Please view more details below or at: http://meetingorganizer.copernicus.org/EGU2017/session/23889

Yours sincerely,

 

Guillaume Desbois, convener

Ben Laurich, co-convener

Alexandre Dimanov, co-covener

Joyce Schmatz, co-convener

 
 

TS2.4/ERE5.8 
Deformation of mudrocks and clay bearing faults - from laboratory to microscopic scale (co-organized)

Convener: Guillaume Desbois

Co-coveners: Ben Laurich, Alexandre Dimanov, Joyce Schmatz

 

Mudrocks are fine-grained siliciclastic sedimentary rocks. They are highly relevant to our society as they are investigated as tight-gas reservoirs, as fluid-barriers and as repositories for radioactive waste. This makes it crucial to study their response to stress, which can strongly vary: from viscous to brittle behaviour, from self-sealing of fractures to complete loss of integrity.

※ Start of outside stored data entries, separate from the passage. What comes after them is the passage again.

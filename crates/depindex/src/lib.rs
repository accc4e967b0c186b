//! Depindex - a network package index that enforces dependency integrity.
//!
//! A package can only be indexed once all of its dependencies are indexed,
//! and cannot be removed while other packages depend on it. Clients talk to
//! the server over a line-oriented TCP protocol (see [`depindex_wire`]).
//!
//! This crate provides both the `depindex` server binary and a library
//! exposing the index, request dispatch and server.

#![forbid(unsafe_code)]

// Public modules for library usage
pub mod dispatch;
pub mod domain;
pub mod error;
pub mod index;
pub mod server;

// Public CLI module (needed by binary)
pub mod cli;

pub mod config;
//! Response encoding.

use std::fmt;

/// The outcome of a request, as sent back to the client.
#[derive(Debug, Clone, Copy, PartialEq, Eq, Hash)]
pub enum Response {
    /// The operation succeeded, or the queried package is indexed.
    Ok,

    /// A precondition failed: missing dependency, blocked removal, or the
    /// queried package is not indexed.
    Fail,

    /// The request line was malformed and never reached the index.
    Error,
}

impl Response {
    /// The full response line, including its newline terminator.
    #[must_use]
    pub fn as_str(self) -> &'static str {
        match self {
            Response::Ok => "OK\n",
            Response::Fail => "FAIL\n",
            Response::Error => "ERROR\n",
        }
    }

    /// The response line as bytes.
    #[must_use]
    pub fn as_bytes(self) -> &'static [u8] {
        self.as_str().as_bytes()
    }
}

impl From<bool> for Response {
    fn from(succeeded: bool) -> Self {
        if succeeded { Response::Ok } else { Response::Fail }
    }
}

impl fmt::Display for Response {
    fn fmt(&self, f: &mut fmt::Formatter<'_>) -> fmt::Result {
        f.write_str(self.as_str().trim_end())
    }
}
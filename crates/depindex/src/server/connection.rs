//! Per-connection request handling.

use crate::dispatch::respond;
use crate::index::PackageIndex;
use depindex_wire::{LineReader, Response, ResponseWriter};
use std::net::SocketAddr;
use std::sync::Arc;
use tokio::io::{AsyncRead, AsyncWrite};
use tracing::{debug, info, warn};

/// Serve one client until it disconnects.
///
/// Lines are answered strictly in arrival order, one response each. A
/// malformed line, including one that is not valid UTF-8, gets `ERROR` and
/// the session continues. The session ends at end of stream, on a read
/// failure (including an over-long line), or when a response cannot be sent.
#[tracing::instrument(name = "client", skip_all, fields(peer = %peer))]
pub async fn handle_connection<S>(
    stream: S,
    peer: SocketAddr,
    index: Arc<dyn PackageIndex>,
    max_line_length: usize,
) where
    S: AsyncRead + AsyncWrite,
{
    let (read_half, write_half) = tokio::io::split(stream);
    let mut reader = LineReader::with_max_line_length(read_half, max_line_length);
    let mut writer = ResponseWriter::new(write_half);

    info!("Client connected");

    loop {
        let response = match reader.next_line().await {
            Ok(Some(line)) => {
                debug!(line_number = reader.line_number(), request = %line, "Received");
                respond(index.as_ref(), &line).await
            }
            Ok(None) => break,
            Err(e) if e.is_recoverable() => {
                warn!(error = %e, "Malformed request line");
                Response::Error
            }
            Err(e) => {
                warn!(error = %e, "Connection error");
                break;
            }
        };

        if let Err(e) = writer.send(response).await {
            warn!(error = %e, "Failed to send response");
            break;
        }
    }

    info!(requests = reader.line_number(), "Client disconnected");
}
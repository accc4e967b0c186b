//! Depindex server binary.

use anyhow::Result;
use depindex::cli::Cli;
use tracing_subscriber::EnvFilter;

/// Main entry point for the depindex server.
///
/// Uses the multi-threaded runtime so client connections are served in
/// parallel.
#[tokio::main]
async fn main() -> Result<()> {
    // Initialize tracing subscriber
    // Can be controlled via RUST_LOG environment variable
    // Example: RUST_LOG=depindex=debug cargo run
    tracing_subscriber::fmt()
        .with_env_filter(
            EnvFilter::try_from_default_env().unwrap_or_else(|_| EnvFilter::new("depindex=info")),
        )
        .with_target(false)
        .init();

    let cli = Cli::parse_args();
    cli.execute().await?;

    tracing::debug!("Depindex stopped");
    Ok(())
}
//! The dependency index.
//!
//! This module owns the authoritative record of which packages are indexed
//! and what they depend on, and enforces its integrity rules:
//!
//! - A package can only be indexed once every dependency it lists is indexed.
//! - A package cannot be removed while another indexed package depends on it.
//! - With cycle detection enabled, no indexing may close a dependency cycle.
//!
//! # Architecture
//!
//! The implementation uses:
//! - `HashMap<PackageName, NodeIndex>` as the indexed set
//! - `petgraph::StableDiGraph` holding both edge directions
//!
//! ## Edge Direction Convention
//!
//! Edges point from **dependent -> dependency**. For a package `p`:
//!
//! - outgoing neighbours of `p` are its forward dependencies
//! - incoming neighbours of `p` are its reverse dependencies (its dependents)
//!
//! Because both views are read off the same edge set, a forward edge
//! `p -> d` exists exactly when `p` is among the dependents of `d`. Every
//! node in the graph is an indexed package, so no edge can dangle.
//!
//! # Thread Safety
//!
//! The whole state sits behind one `tokio::sync::RwLock`. Mutations take the
//! write lock, reads the read lock, and no operation awaits anything while
//! holding the guard. The lock is fair, so operations are serialized in the
//! order they queued for it.
//!
//! # Performance Characteristics
//!
//! - Query / Count: O(1)
//! - Remove: O(in-degree + out-degree)
//! - Index: O(d) without cycle detection, O(V + E) with it

mod graph;
mod inner;
mod trait_impl;

use crate::domain::PackageName;
use crate::error::Result;
use async_trait::async_trait;
use inner::IndexInner;
use std::collections::BTreeSet;
use std::sync::Arc;
use tokio::sync::RwLock;

/// Core trait for the package dependency index.
///
/// Implementations must be `Send + Sync`; one instance is shared by every
/// client connection.
///
/// # Error Handling
///
/// Mutations report precondition failures as typed errors:
/// - `MissingDependency`: a listed dependency is not indexed
/// - `CircularDependency`: indexing would close a cycle
/// - `HasDependents`: the package is still depended upon
///
/// A failed mutation leaves the index unchanged.
#[async_trait]
pub trait PackageIndex: Send + Sync {
    /// Index `package` with exactly the given dependency set.
    ///
    /// Re-indexing an already indexed package replaces its dependency set.
    /// Duplicate dependencies are collapsed.
    ///
    /// # Errors
    ///
    /// - `Error::MissingDependency` if any dependency is not indexed
    /// - `Error::CircularDependency` if cycle detection is enabled and the
    ///   new edges would close a cycle
    async fn index(&self, package: &PackageName, dependencies: &[PackageName]) -> Result<()>;

    /// Remove `package`.
    ///
    /// Removing a package that is not indexed succeeds and changes nothing.
    ///
    /// # Errors
    ///
    /// - `Error::HasDependents` if another indexed package depends on it
    async fn remove(&self, package: &PackageName) -> Result<()>;

    /// Whether `package` is currently indexed.
    async fn query(&self, package: &PackageName) -> bool;

    /// Number of indexed packages.
    async fn count(&self) -> usize;

    /// The dependency set `package` was last indexed with.
    ///
    /// Returns `None` if the package is not indexed.
    async fn dependencies(&self, package: &PackageName) -> Option<BTreeSet<PackageName>>;

    /// The indexed packages that depend on `package`.
    async fn dependents(&self, package: &PackageName) -> BTreeSet<PackageName>;

    /// Enable or disable cycle detection for future `index` calls.
    ///
    /// Already indexed packages are not re-validated.
    async fn set_cycle_detection(&self, enabled: bool);

    /// Whether cycle detection is currently enabled.
    async fn cycle_detection(&self) -> bool;
}

/// Thread-safe in-memory index.
///
/// Implements [`PackageIndex`] via the trait implementation in
/// `trait_impl.rs`.
pub(crate) type InMemoryIndex = RwLock<IndexInner>;

/// Create a new, empty in-memory index.
///
/// # Example
///
/// ```
/// use depindex::domain::PackageName;
/// use depindex::index::new_in_memory_index;
///
/// #[tokio::main(flavor = "current_thread")]
/// async fn main() {
///     let index = new_in_memory_index(true);
///     let gmp = PackageName::from("gmp");
///
///     index.index(&gmp, &[]).await.unwrap();
///     assert!(index.query(&gmp).await);
///     assert_eq!(index.count().await, 1);
/// }
/// ```
pub fn new_in_memory_index(cycle_detection: bool) -> Arc<dyn PackageIndex> {
    Arc::new(InMemoryIndex::new(IndexInner::new(cycle_detection)))
}
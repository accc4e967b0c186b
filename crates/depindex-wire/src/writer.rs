//! Response writing.

use crate::error::Result;
use crate::response::Response;
use tokio::io::{AsyncWrite, AsyncWriteExt, BufWriter};

/// Async writer for response lines.
///
/// Every [`send`](Self::send) flushes, so a client pipelining requests sees
/// each answer as soon as it is produced and in request order.
///
/// # Examples
///
/// ```
/// use depindex_wire::{Response, ResponseWriter};
///
/// # #[tokio::main(flavor = "current_thread")]
/// # async fn main() -> depindex_wire::Result<()> {
/// let mut writer = ResponseWriter::new(Vec::new());
/// writer.send(Response::Ok).await?;
/// writer.send(Response::Error).await?;
/// assert_eq!(writer.into_inner().into_inner(), b"OK\nERROR\n");
/// # Ok(())
/// # }
/// ```
pub struct ResponseWriter<W> {
    /// Buffered writer wrapping the underlying async writer.
    writer: BufWriter<W>,
}

impl<W: AsyncWrite + Unpin> ResponseWriter<W> {
    /// Creates a new `ResponseWriter` wrapping the given async writer.
    #[must_use]
    pub fn new(writer: W) -> Self {
        Self {
            writer: BufWriter::new(writer),
        }
    }

    /// Writes one response line and flushes it.
    ///
    /// # Errors
    ///
    /// Returns [`Error::Io`](crate::Error::Io) if the peer has gone away or the
    /// underlying writer otherwise fails.
    pub async fn send(&mut self, response: Response) -> Result<()> {
        self.writer.write_all(response.as_bytes()).await?;
        self.writer.flush().await?;
        Ok(())
    }

    /// Returns a reference to the underlying buffered writer.
    #[must_use]
    pub fn get_ref(&self) -> &BufWriter<W> {
        &self.writer
    }

    /// Consumes the writer, returning the underlying buffered writer.
    #[must_use]
    pub fn into_inner(self) -> BufWriter<W> {
        self.writer
    }
}
//! Domain types for the package index.

use std::fmt;

/// Identifier of a package.
///
/// Names are opaque, case-sensitive tokens compared by exact string equality.
/// No normalization is applied.
#[derive(Debug, Clone, PartialEq, Eq, PartialOrd, Ord, Hash)]
pub struct PackageName(String);

impl PackageName {
    /// Create a new package name
    pub fn new(name: impl Into<String>) -> Self {
        Self(name.into())
    }

    /// Get the package name as a string slice
    #[must_use]
    pub fn as_str(&self) -> &str {
        &self.0
    }
}

impl fmt::Display for PackageName {
    fn fmt(&self, f: &mut fmt::Formatter<'_>) -> fmt::Result {
        f.write_str(&self.0)
    }
}

impl From<String> for PackageName {
    fn from(s: String) -> Self {
        Self(s)
    }
}

impl From<&str> for PackageName {
    fn from(s: &str) -> Self {
        Self(s.to_string())
    }
}

#[cfg(test)]
mod tests {
    use super::*;

    #[test]
    fn names_are_case_sensitive() {
        assert_ne!(PackageName::from("Foo"), PackageName::from("foo"));
    }

    #[test]
    fn names_are_not_normalized() {
        assert_ne!(PackageName::from(" foo"), PackageName::from("foo"));
        assert_eq!(PackageName::new(" foo").as_str(), " foo");
    }

    #[test]
    fn display_is_the_raw_name() {
        assert_eq!(PackageName::from("libfoo-1.2").to_string(), "libfoo-1.2");
    }
}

Mudrocks are complex. Commonly, they consist of a multi-phase, anisotropic fabric with high porosity but low permeability. The high fabric variability between mudrock types leads to a high variability in response to environmental controls. Studying mudrocks is challenging. We aim to gather talented scientists which present their recent work on mudrock deformation and/or on clay-bearing faults. We like to emphasize the interdisciplinary aspects of this topic and welcome contributions from all kinds of disciplines: from pure laboratory analysis to extrapolating long-term physical rock properties, from outcrop to microscopic scale.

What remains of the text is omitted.